Check each line of the data for "Some", and copy the ones that have it.

-- Data provided follows --

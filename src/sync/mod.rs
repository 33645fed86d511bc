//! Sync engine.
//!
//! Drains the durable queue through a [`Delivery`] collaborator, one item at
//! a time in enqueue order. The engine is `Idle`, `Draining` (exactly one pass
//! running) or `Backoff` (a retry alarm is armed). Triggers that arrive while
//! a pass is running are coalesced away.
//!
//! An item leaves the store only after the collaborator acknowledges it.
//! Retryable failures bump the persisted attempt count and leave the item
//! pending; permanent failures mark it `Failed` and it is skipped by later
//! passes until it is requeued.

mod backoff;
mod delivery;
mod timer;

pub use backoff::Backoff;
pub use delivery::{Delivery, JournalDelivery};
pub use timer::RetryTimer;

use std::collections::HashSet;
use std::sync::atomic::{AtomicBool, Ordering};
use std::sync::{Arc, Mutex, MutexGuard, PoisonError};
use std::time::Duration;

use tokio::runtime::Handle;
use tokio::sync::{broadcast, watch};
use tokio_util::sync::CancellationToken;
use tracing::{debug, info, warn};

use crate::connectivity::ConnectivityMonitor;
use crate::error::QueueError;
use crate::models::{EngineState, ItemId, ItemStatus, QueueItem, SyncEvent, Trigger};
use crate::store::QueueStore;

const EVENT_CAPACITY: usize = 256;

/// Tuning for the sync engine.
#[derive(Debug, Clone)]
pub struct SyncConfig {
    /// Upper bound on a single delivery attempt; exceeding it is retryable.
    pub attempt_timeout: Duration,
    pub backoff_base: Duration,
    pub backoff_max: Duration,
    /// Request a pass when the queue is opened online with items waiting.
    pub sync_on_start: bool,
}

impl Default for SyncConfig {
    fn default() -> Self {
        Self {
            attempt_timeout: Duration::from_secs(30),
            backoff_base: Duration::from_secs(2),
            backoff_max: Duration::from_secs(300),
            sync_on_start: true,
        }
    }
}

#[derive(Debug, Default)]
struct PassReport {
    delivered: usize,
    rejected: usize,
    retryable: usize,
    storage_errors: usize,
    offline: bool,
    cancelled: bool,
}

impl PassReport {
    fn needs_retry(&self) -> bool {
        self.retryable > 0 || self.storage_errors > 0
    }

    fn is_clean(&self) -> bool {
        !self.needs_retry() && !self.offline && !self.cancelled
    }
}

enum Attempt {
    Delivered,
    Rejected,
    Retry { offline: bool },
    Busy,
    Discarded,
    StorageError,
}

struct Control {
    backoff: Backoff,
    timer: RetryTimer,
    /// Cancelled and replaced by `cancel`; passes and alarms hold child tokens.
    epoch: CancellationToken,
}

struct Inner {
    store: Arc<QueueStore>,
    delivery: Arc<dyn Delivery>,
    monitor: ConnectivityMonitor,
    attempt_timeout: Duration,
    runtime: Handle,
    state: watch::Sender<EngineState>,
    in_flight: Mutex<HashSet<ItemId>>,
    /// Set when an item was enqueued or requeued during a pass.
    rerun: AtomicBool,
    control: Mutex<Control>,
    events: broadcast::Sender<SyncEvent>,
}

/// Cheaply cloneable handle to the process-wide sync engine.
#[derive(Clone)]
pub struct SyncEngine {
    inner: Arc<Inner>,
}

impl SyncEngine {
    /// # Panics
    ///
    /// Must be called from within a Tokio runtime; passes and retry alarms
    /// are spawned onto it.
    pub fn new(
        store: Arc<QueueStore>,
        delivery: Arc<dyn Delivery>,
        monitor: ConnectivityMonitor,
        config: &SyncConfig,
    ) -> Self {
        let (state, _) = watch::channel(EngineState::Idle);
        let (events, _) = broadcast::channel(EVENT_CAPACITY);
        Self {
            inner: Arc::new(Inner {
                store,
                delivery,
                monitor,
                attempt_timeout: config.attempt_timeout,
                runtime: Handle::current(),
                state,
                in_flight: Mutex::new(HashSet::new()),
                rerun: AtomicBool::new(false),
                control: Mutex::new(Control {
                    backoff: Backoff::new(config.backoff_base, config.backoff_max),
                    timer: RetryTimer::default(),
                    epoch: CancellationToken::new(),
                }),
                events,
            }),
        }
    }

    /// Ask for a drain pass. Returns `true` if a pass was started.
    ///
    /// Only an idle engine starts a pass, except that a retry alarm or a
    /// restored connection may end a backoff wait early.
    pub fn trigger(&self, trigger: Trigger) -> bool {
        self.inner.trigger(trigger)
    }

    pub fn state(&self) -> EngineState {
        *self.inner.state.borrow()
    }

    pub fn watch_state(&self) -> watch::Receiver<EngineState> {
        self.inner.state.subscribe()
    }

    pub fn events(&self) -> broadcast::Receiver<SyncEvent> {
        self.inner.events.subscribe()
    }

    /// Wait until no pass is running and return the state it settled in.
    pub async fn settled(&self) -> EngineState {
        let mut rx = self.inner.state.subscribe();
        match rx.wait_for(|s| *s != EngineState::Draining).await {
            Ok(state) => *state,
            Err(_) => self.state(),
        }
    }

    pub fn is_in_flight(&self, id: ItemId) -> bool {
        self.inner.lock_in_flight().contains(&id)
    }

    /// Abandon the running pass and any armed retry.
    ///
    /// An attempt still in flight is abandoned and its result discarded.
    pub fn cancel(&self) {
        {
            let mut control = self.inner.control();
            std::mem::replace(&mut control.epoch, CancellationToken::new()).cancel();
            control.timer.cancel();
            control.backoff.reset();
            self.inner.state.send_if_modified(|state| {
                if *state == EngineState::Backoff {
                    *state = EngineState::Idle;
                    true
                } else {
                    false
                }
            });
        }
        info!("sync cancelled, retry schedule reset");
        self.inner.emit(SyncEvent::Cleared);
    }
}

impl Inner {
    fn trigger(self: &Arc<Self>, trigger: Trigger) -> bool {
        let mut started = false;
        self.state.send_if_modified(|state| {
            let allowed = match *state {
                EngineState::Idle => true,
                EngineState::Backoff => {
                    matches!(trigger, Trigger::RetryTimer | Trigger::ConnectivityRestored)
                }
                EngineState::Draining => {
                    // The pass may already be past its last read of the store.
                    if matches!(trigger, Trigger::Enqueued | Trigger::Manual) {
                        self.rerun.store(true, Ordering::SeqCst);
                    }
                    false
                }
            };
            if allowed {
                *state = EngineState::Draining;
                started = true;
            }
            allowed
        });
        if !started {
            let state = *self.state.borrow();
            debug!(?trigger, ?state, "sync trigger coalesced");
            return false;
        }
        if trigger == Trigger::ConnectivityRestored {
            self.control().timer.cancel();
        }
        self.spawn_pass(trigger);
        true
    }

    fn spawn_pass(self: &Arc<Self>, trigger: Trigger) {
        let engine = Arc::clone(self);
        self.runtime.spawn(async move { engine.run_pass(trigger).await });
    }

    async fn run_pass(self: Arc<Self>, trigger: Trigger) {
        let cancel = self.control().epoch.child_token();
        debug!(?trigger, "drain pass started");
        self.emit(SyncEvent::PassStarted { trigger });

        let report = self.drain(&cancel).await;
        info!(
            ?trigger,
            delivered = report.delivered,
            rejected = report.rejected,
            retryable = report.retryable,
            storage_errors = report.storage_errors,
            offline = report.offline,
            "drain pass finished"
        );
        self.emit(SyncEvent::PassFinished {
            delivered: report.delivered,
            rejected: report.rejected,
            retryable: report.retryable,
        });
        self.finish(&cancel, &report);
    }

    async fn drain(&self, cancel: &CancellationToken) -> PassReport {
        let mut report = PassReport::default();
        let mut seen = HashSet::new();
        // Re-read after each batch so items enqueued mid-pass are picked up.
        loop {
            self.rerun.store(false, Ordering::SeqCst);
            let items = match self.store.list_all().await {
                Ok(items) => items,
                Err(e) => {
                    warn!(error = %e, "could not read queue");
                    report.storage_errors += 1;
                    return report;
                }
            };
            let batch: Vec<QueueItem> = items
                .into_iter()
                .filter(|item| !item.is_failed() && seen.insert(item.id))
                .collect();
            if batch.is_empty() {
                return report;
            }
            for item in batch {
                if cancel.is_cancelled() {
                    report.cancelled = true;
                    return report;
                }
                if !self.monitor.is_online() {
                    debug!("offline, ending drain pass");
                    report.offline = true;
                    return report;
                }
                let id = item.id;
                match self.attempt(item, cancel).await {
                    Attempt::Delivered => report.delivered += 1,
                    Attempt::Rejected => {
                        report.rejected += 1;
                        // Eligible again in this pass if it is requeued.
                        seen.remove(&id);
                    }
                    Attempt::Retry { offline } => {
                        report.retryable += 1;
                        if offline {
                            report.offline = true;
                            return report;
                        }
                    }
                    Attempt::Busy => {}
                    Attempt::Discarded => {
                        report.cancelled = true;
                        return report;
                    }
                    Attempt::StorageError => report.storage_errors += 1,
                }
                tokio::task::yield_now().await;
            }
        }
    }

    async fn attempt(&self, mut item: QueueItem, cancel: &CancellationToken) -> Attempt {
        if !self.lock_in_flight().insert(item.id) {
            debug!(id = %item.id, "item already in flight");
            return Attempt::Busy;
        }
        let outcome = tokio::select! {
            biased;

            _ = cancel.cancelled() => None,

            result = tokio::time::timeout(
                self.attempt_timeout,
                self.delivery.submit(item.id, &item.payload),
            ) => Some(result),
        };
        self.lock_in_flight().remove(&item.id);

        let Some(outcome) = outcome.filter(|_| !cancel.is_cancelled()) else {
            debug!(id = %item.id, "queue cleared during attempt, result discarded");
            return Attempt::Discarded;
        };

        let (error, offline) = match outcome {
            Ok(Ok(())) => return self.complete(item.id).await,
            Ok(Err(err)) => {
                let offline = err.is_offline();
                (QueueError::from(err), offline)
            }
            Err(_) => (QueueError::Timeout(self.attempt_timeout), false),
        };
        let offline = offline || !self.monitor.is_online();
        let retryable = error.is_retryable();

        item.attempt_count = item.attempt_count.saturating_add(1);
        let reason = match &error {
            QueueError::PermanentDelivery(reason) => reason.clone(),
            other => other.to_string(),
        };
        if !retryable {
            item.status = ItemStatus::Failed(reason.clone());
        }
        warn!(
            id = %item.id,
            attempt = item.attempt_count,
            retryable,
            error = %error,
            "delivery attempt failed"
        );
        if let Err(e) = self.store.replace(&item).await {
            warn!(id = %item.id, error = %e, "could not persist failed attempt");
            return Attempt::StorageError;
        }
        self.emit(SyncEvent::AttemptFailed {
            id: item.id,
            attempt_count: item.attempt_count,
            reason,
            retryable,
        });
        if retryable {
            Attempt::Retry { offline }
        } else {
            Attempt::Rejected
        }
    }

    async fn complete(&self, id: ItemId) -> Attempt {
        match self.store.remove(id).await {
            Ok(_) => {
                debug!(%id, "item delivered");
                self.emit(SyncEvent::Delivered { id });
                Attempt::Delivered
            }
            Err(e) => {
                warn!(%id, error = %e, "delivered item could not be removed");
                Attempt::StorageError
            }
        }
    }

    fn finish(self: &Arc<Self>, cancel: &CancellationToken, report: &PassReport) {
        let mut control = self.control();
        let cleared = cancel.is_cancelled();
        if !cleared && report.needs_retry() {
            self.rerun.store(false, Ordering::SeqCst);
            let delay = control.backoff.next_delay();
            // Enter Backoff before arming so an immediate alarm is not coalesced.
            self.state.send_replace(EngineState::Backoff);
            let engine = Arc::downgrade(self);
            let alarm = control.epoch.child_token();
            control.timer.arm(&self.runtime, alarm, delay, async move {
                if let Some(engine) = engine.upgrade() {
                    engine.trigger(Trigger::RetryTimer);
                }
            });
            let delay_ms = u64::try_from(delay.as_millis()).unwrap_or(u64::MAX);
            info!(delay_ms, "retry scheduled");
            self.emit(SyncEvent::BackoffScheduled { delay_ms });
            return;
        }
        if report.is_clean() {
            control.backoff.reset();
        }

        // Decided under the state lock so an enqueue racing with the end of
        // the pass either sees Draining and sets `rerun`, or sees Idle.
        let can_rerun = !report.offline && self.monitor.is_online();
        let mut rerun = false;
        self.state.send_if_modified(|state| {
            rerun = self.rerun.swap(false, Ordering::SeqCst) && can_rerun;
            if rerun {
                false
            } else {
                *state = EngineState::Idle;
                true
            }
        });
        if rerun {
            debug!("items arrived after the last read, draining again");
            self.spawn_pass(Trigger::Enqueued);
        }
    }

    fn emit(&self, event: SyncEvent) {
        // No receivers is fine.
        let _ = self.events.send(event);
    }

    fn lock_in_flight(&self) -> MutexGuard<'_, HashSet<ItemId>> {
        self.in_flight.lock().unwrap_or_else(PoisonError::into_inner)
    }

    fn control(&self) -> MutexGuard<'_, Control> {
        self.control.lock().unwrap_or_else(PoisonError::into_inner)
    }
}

-- Data provided concluded --

### Exercise solution
            ) => Some(result),
        let Some(outcome) = outcome.filter(|_| !cancel.is_cancelled()) else {
                if let Some(engine) = engine.upgrade() {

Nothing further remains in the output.